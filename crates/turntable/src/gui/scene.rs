use crate::config::{DEFAULT_SIZE, Settings};
use crate::gui::images::DiskImages;
use musicdisk::{DiskConfig, DiskError, DiskEvent, MusicDisk};
use std::time::Duration;
use thiserror::Error;

#[derive(Error, Debug)]
pub enum SceneError {
    #[error(transparent)]
    Config(#[from] musicdisk::ConfigError),
    #[error(transparent)]
    Disk(#[from] DiskError),
}

/// The controller plus the images it is drawn with.
pub struct Scene {
    pub disk: MusicDisk,
    pub images: DiskImages,
}

impl Scene {
    pub fn build(settings: &Settings) -> Result<Self, SceneError> {
        let config = settings.disk_config()?;
        let mut disk = match settings.seed {
            Some(seed) => MusicDisk::seeded(config, seed),
            None => MusicDisk::new(config),
        };
        disk.init(settings.size)?;

        let images = match disk.geometry() {
            Some(geometry) => {
                DiskImages::load(disk.config(), geometry, settings.assets_dir().as_deref())
            }
            None => DiskImages::empty(),
        };
        Ok(Self { disk, images })
    }

    /// Default disk with placeholder shapes, for when the settings can't be
    /// used at all.
    pub fn fallback() -> Self {
        let mut disk = MusicDisk::new(DiskConfig::default());
        if let Err(e) = disk.init(DEFAULT_SIZE) {
            log::error!("Failed to lay out fallback disk: {}", e);
        }
        Self {
            disk,
            images: DiskImages::empty(),
        }
    }

    pub fn size(&self) -> u32 {
        self.disk
            .geometry()
            .map(|g| g.size)
            .unwrap_or(DEFAULT_SIZE)
    }

    pub fn start(&mut self, now: Duration) {
        if let Err(e) = self.disk.start(now) {
            log::error!("Failed to start music disk: {}", e);
        }
    }

    pub fn stop(&mut self) {
        if let Err(e) = self.disk.stop() {
            log::error!("Failed to stop music disk: {}", e);
        }
    }

    pub fn toggle(&mut self, now: Duration) {
        if self.disk.is_running() {
            self.stop();
        } else {
            self.start(now);
        }
    }

    /// Keeps the notes `previous` still has in flight when this scene draws
    /// them the same way.
    pub fn carry_over(&mut self, previous: &mut Scene) -> bool {
        self.disk.adopt_particles(&mut previous.disk)
    }

    pub fn frame(&mut self, now: Duration) {
        for event in self.disk.advance(now) {
            match event {
                DiskEvent::Spawned(id) => log::trace!("{} launched", id),
                DiskEvent::Retired(id) => log::trace!("{} landed", id),
            }
        }
    }
}

#[cfg(test)]
mod tests {
    use super::*;

    fn settings(duration_ms: u64) -> Settings {
        Settings {
            animation_duration_ms: duration_ms,
            seed: Some(5),
            assets_dir: Some(std::env::temp_dir().join("turntable-no-such-assets")),
            ..Settings::default()
        }
    }

    #[test]
    fn test_reloaded_scene_keeps_notes_in_flight() {
        let mut old = Scene::build(&settings(3000)).unwrap();
        old.start(Duration::ZERO);
        old.frame(Duration::ZERO);
        assert_eq!(old.disk.live_count(), 1);

        let mut new = Scene::build(&settings(4000)).unwrap();
        assert!(new.carry_over(&mut old));
        assert_eq!(new.disk.live_count(), 1);

        let mut resized = Scene::build(&Settings {
            size: 200,
            ..settings(3000)
        })
        .unwrap();
        assert!(!resized.carry_over(&mut new));
        assert_eq!(new.disk.live_count(), 1);
    }
}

Description of the task: The string "Failed" may occur in the listing; show every line where it does.

Answer section:
            log::error!("Failed to lay out fallback disk: {}", e);
            log::error!("Failed to start music disk: {}", e);
            log::error!("Failed to stop music disk: {}", e);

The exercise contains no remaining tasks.